Fraudulent procurement practices could also have been a factor in the dockside-sinking of a prototype of a new Chinese submarine, the Pentagon said last year.

The Chinese military has a long history of corruption, including widespread cases of buying and selling ranks and extensive side businesses controlled by military personnel. Xi began his purge of the military leadership soon after coming to power in 2012, driving out one former member of the top-level Central Military Commission in 2014 for corruption offenses including accepting bribes and improperly assisting in promotions, and another in 2015 for similar offenses.

“In hindsight, we can say that the metaphorical writing was already on the wall, and that more cases of skimming off the top, seeking favors for preferred protégés and businesses, would come up when reforms began and way too much money began being pumped into modernization,” said Anushka Saxena, a research analyst with the Takshashila Institution, an Indian think tank.

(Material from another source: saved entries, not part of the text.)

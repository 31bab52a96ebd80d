use std::future::Future;
use std::sync::Arc;

use uuid::Uuid;

use super::{make_job, TestResult};
use crate::{JobStorage, StorageError};

use camber_core::JobStatus;

/// Number of concurrent tasks to spawn in each test.
const N: usize = 10;

pub(super) async fn run_concurrent_tests<S, F, Fut>(factory: &F) -> Vec<TestResult>
where
    S: JobStorage,
    F: Fn() -> Fut,
    Fut: Future<Output = S>,
{
    vec![
        TestResult::from_result(
            "concurrent",
            "concurrent_updates_exactly_one_wins",
            concurrent_updates_exactly_one_wins(factory).await,
        ),
        TestResult::from_result(
            "concurrent",
            "concurrent_updates_different_jobs_all_succeed",
            concurrent_updates_different_jobs_all_succeed(factory).await,
        ),
        TestResult::from_result(
            "concurrent",
            "concurrent_updates_final_state_consistent",
            concurrent_updates_final_state_consistent(factory).await,
        ),
    ]
}

async fn insert_committed<S: JobStorage>(
    storage: &S,
    job: &camber_core::JobCard,
) -> Result<(), String> {
    let mut snap = storage
        .begin_snapshot()
        .await
        .map_err(|e| format!("begin: {e}"))?;
    storage
        .insert_job(&mut snap, job)
        .await
        .map_err(|e| format!("insert: {e}"))?;
    storage
        .commit_snapshot(snap)
        .await
        .map_err(|e| format!("commit insert: {e}"))?;
    Ok(())
}

/// N tasks each open a snapshot and attempt to update the same job from
/// version 0. Exactly one commit succeeds; the rest get ConcurrentConflict.
///
/// This exercises real concurrency — `tokio::spawn` creates parallel tasks
/// racing the OCC version check, unlike the sequential simulation in the
/// `version` module.
async fn concurrent_updates_exactly_one_wins<S, F, Fut>(factory: &F) -> Result<(), String>
where
    S: JobStorage,
    F: Fn() -> Fut,
    Fut: Future<Output = S>,
{
    let storage = Arc::new(factory().await);
    let job = make_job(Uuid::new_v4());
    insert_committed(storage.as_ref(), &job).await?;

    let mut handles = Vec::new();
    for _ in 0..N {
        let s = storage.clone();
        let mut contender = job.clone();
        handles.push(tokio::spawn(async move {
            contender.status = JobStatus::ContextVerified;
            let mut snap = s.begin_snapshot().await?;
            let result = s.update_job(&mut snap, &contender, 0).await;
            match result {
                Ok(_new_version) => {
                    s.commit_snapshot(snap).await?;
                    Ok(true) // won the race
                }
                Err(StorageError::ConcurrentConflict { .. }) => {
                    s.abort_snapshot(snap).await?;
                    Ok(false) // lost the race
                }
                Err(e) => {
                    let _ = s.abort_snapshot(snap).await;
                    Err(e)
                }
            }
        }));
    }

    let mut winners = 0usize;
    let mut losers = 0usize;
    for handle in handles {
        let won = handle
            .await
            .map_err(|e| format!("task panic: {e}"))?
            .map_err(|e: StorageError| format!("storage error: {e}"))?;
        if won {
            winners += 1;
        } else {
            losers += 1;
        }
    }

    if winners != 1 {
        return Err(format!("expected exactly 1 winner, got {winners}"));
    }
    if losers != N - 1 {
        return Err(format!("expected {} losers, got {losers}", N - 1));
    }
    Ok(())
}

/// N tasks each update a different job. All succeed — no false conflicts
/// when there is no contention.
async fn concurrent_updates_different_jobs_all_succeed<S, F, Fut>(
    factory: &F,
) -> Result<(), String>
where
    S: JobStorage,
    F: Fn() -> Fut,
    Fut: Future<Output = S>,
{
    let storage = Arc::new(factory().await);
    let workshop = Uuid::new_v4();

    let mut jobs = Vec::new();
    {
        let mut snap = storage
            .begin_snapshot()
            .await
            .map_err(|e| format!("begin: {e}"))?;
        for i in 0..N {
            let job = make_job(workshop);
            storage
                .insert_job(&mut snap, &job)
                .await
                .map_err(|e| format!("insert {i}: {e}"))?;
            jobs.push(job);
        }
        storage
            .commit_snapshot(snap)
            .await
            .map_err(|e| format!("commit init: {e}"))?;
    }

    let mut handles = Vec::new();
    for mut job in jobs.clone() {
        let s = storage.clone();
        handles.push(tokio::spawn(async move {
            job.status = JobStatus::ContextVerified;
            let mut snap = s.begin_snapshot().await?;
            s.update_job(&mut snap, &job, 0).await?;
            s.commit_snapshot(snap).await?;
            Ok::<(), StorageError>(())
        }));
    }

    for (i, handle) in handles.into_iter().enumerate() {
        handle
            .await
            .map_err(|e| format!("task {i} panic: {e}"))?
            .map_err(|e| format!("task {i} failed: {e}"))?;
    }

    for (i, job) in jobs.iter().enumerate() {
        let versioned = storage
            .get_job(job.id)
            .await
            .map_err(|e| format!("get {i}: {e}"))?;
        if versioned.job.status != JobStatus::ContextVerified {
            return Err(format!(
                "job {i}: expected CONTEXT_VERIFIED, got {}",
                versioned.job.status
            ));
        }
        if versioned.version != 1 {
            return Err(format!("job {i}: expected version 1, got {}", versioned.version));
        }
    }
    Ok(())
}

/// After a concurrent race on one job, the final state is consistent:
/// exactly version 1, in the target state, readable by a plain read.
async fn concurrent_updates_final_state_consistent<S, F, Fut>(factory: &F) -> Result<(), String>
where
    S: JobStorage,
    F: Fn() -> Fut,
    Fut: Future<Output = S>,
{
    let storage = Arc::new(factory().await);
    let job = make_job(Uuid::new_v4());
    insert_committed(storage.as_ref(), &job).await?;

    let mut handles = Vec::new();
    for _ in 0..N {
        let s = storage.clone();
        let mut contender = job.clone();
        handles.push(tokio::spawn(async move {
            contender.status = JobStatus::ContextVerified;
            let mut snap = s.begin_snapshot().await?;
            match s.update_job(&mut snap, &contender, 0).await {
                Ok(_) => {
                    s.commit_snapshot(snap).await?;
                    Ok(())
                }
                Err(StorageError::ConcurrentConflict { .. }) => {
                    s.abort_snapshot(snap).await?;
                    Ok(())
                }
                Err(e) => {
                    let _ = s.abort_snapshot(snap).await;
                    Err(e)
                }
            }
        }));
    }

    for handle in handles {
        handle
            .await
            .map_err(|e| format!("task panic: {e}"))?
            .map_err(|e: StorageError| format!("storage error: {e}"))?;
    }

    let versioned = storage
        .get_job(job.id)
        .await
        .map_err(|e| format!("get: {e}"))?;
    if versioned.version != 1 {
        return Err(format!(
            "expected version 1 after single winning update, got {}",
            versioned.version
        ));
    }
    if versioned.job.status != JobStatus::ContextVerified {
        return Err(format!(
            "expected CONTEXT_VERIFIED, got {}",
            versioned.job.status
        ));
    }
    Ok(())
}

While those initial purges were of military brass who previously held top positions under Xi’s predecessor, Hu Jintao, the latest are of active-duty generals who reached the apex of China’s military leadership under Xi himself.

Zhang was previously seen as one of Xi’s most trusted allies in the military, and his father fought alongside Xi’s father during the Chinese civil war.

Along with public accusations that Zhang and Liu undermined Xi’s authority and harmed military readiness, high-level military officials have been told that Zhang accepted bribes for the promotion of Li to defense minister and leaked information about the country’s nuclear program to the U.S., The Wall Street Journal has reported.

Zhang and Liu couldn’t be reached for comment and haven’t spoken publicly about the charges against them.

Being accused of crossing Xi could be the biggest nail in their political coffins. “The key article is about not remaining loyal to the chairman responsibility system, which is what Xi Jinping instituted when he declared himself commander in chief of the armed forces,” said Wilder, the Georgetown fellow.